The Castello degli Schiavi is a jewel of Sicilian Baroque architecture of the 1700s, which has always been one of the most evocative constructions of the entire island. The Castle, which owes its name to a legend, is located on the Via Marina that flows from Fiumefreddo towards the sea. Famous for being used as a set for the famous movie The Godfather by Francis Ford Coppola, it is an exclusive location hosting a house / museum and lends itself to hosting prestigious events.
Castello degli Schiavi History
The Castle of the Slaves stands among the citrus groves of the magnificent Taormina Riviera and is a splendid example of Sicilian rural baroque of the eighteenth century. The fortified villa is just a few minutes from the Fiumefreddo nature reserve and the famous town of Taormina.
The building has a slightly sloping façade and this is thought to have been deliberately intended to further emphasize the decorations. The surrounding garden is very large, has its own well and is full of plants of various nature that make it very impressive. Adjacent to the building are the warehouses, the stables and the guardian's residence.

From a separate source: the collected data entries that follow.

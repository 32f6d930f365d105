// src/rate_limit.rs

use dashmap::DashMap;
use std::time::{Duration, Instant};
use tracing::debug;

/// Ключ окна: (клиент, организация, эндпоинт)
#[derive(Debug, Clone, PartialEq, Eq, Hash)]
pub struct RateLimitKey {
    pub client: String,
    pub organization_id: String,
    pub endpoint: String,
}

impl RateLimitKey {
    pub fn new(
        client: impl Into<String>,
        organization_id: impl Into<String>,
        endpoint: impl Into<String>,
    ) -> Self {
        Self {
            client: client.into(),
            organization_id: organization_id.into(),
            endpoint: endpoint.into(),
        }
    }
}

#[derive(Debug, Clone, Copy)]
struct Window {
    started_at: Instant,
    count: u32,
}

/// Решение по запросу
#[derive(Debug, Clone, Copy, PartialEq, Eq)]
pub enum Decision {
    Allowed { remaining: u32 },
    Denied { retry_after: Duration },
}

impl Decision {
    pub fn is_allowed(&self) -> bool {
        matches!(self, Decision::Allowed { .. })
    }
}

/// Фиксированное окно: не больше `max_requests` запросов на ключ за `window`.
///
/// Окна хранятся в шардированной карте; чтение-изменение-запись одного ключа
/// выполняется под блокировкой его шарда.
#[derive(Debug)]
pub struct AdmissionController {
    windows: DashMap<RateLimitKey, Window>,
    window: Duration,
    max_requests: u32,
    max_keys: usize,
    grace: Duration,
}

impl AdmissionController {
    pub fn new(window: Duration, max_requests: u32) -> Self {
        Self {
            windows: DashMap::new(),
            window,
            max_requests,
            max_keys: usize::MAX,
            grace: Duration::ZERO,
        }
    }

    /// Порог числа ключей, выше которого `check` сам запускает очистку
    pub fn with_max_keys(mut self, max_keys: usize) -> Self {
        self.max_keys = max_keys.max(1);
        self
    }

    /// Сколько ещё держать истёкшее окно перед удалением
    pub fn with_grace(mut self, grace: Duration) -> Self {
        self.grace = grace;
        self
    }

    pub fn window(&self) -> Duration {
        self.window
    }

    pub fn max_requests(&self) -> u32 {
        self.max_requests
    }

    pub fn tracked_keys(&self) -> usize {
        self.windows.len()
    }

    pub fn allow(&self, key: &RateLimitKey, now: Instant) -> bool {
        self.check(key, now).is_allowed()
    }

    pub fn check(&self, key: &RateLimitKey, now: Instant) -> Decision {
        let decision = {
            let mut slot = self.windows.entry(key.clone()).or_insert(Window {
                started_at: now,
                count: 0,
            });

            if now.saturating_duration_since(slot.started_at) >= self.window {
                slot.started_at = now;
                slot.count = 0;
            }
            slot.count = slot.count.saturating_add(1);

            if slot.count <= self.max_requests {
                Decision::Allowed {
                    remaining: self.max_requests - slot.count,
                }
            } else {
                let elapsed = now.saturating_duration_since(slot.started_at);
                Decision::Denied {
                    retry_after: self.window.saturating_sub(elapsed),
                }
            }
        };

        if self.windows.len() > self.max_keys {
            self.sweep(now);
            self.evict_oldest(key);
        }

        decision
    }

    /// Жёсткий предел числа ключей: вытесняем самые старые окна до 90% от `max_keys`,
    /// чтобы следующий проход случился не раньше чем через `max_keys / 10` новых ключей.
    /// Окно текущего ключа не трогаем.
    fn evict_oldest(&self, keep: &RateLimitKey) {
        let tracked = self.windows.len();
        if tracked <= self.max_keys {
            return;
        }
        let target = self.max_keys - self.max_keys / 10;

        let mut candidates: Vec<(Instant, RateLimitKey)> = self
            .windows
            .iter()
            .filter(|entry| entry.key() != keep)
            .map(|entry| (entry.value().started_at, entry.key().clone()))
            .collect();
        candidates.sort_by_key(|(started_at, _)| *started_at);

        let evicted = candidates
            .into_iter()
            .take(tracked.saturating_sub(target))
            .filter(|(_, key)| self.windows.remove(key).is_some())
            .count();
        debug!(evicted, remaining = self.windows.len(), "rate limit key cap enforced");
    }

    /// Удалить окна, закончившиеся раньше чем `grace` назад. Возвращает число удалённых.
    pub fn sweep(&self, now: Instant) -> usize {
        let before = self.windows.len();
        let ttl = self.window.saturating_add(self.grace);
        self.windows
            .retain(|_, w| now.saturating_duration_since(w.started_at) < ttl);
        let evicted = before.saturating_sub(self.windows.len());
        if evicted > 0 {
            debug!(evicted, remaining = self.windows.len(), "rate limit windows swept");
        }
        evicted
    }
}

The Castle has two floors of which the lower one is dedicated to the conservation of what is produced in the neighboring land and the upper one, used as a dwelling for the owners. The entrance to the ground floor is represented by a very high central door, circumscribed by a lava stone cornice and with a light at the top. The upper floor has an elegant central balcony with a curved railing and three very precious hanging lamps. The door of this balcony is lined with lava stone decorated with various masks and flanked by two large windows, aligned with those below. At each corner of this floor there are small towers, which gave the building the name of a castle. Each of these is faceted, closed at the top and bottom and with slots on each side, some of which have carved eyes and ears. Access to the towers is internal and takes place by means of a small door. Very evident is the imposing loggia at the top of the building, located on the junction area of the sloping roof faces. Its height extension is three meters while the base measures about four and a half for three. It has three large arched openings on both the eastern and western sides, and two other of the same dimensions, on the north side and on the south side. In the direction of these openings you can admire the statues of two Moors. As for the interior of the Castle, it is very different between one floor and another. The lower floor is indeed a cold storage place for various food products, without lights. The upper floor, on the other hand, has eight rooms full of objects that can be traced back to the typically elegant lifestyle. Among these, worthy of particular attention are some valuable paintings, including among other things the coat of arms of the Gravina, ancient texts now unobtainable, the elegant furniture in typical nineteenth-century style and the valuable white doors attributable to the eighteenth century.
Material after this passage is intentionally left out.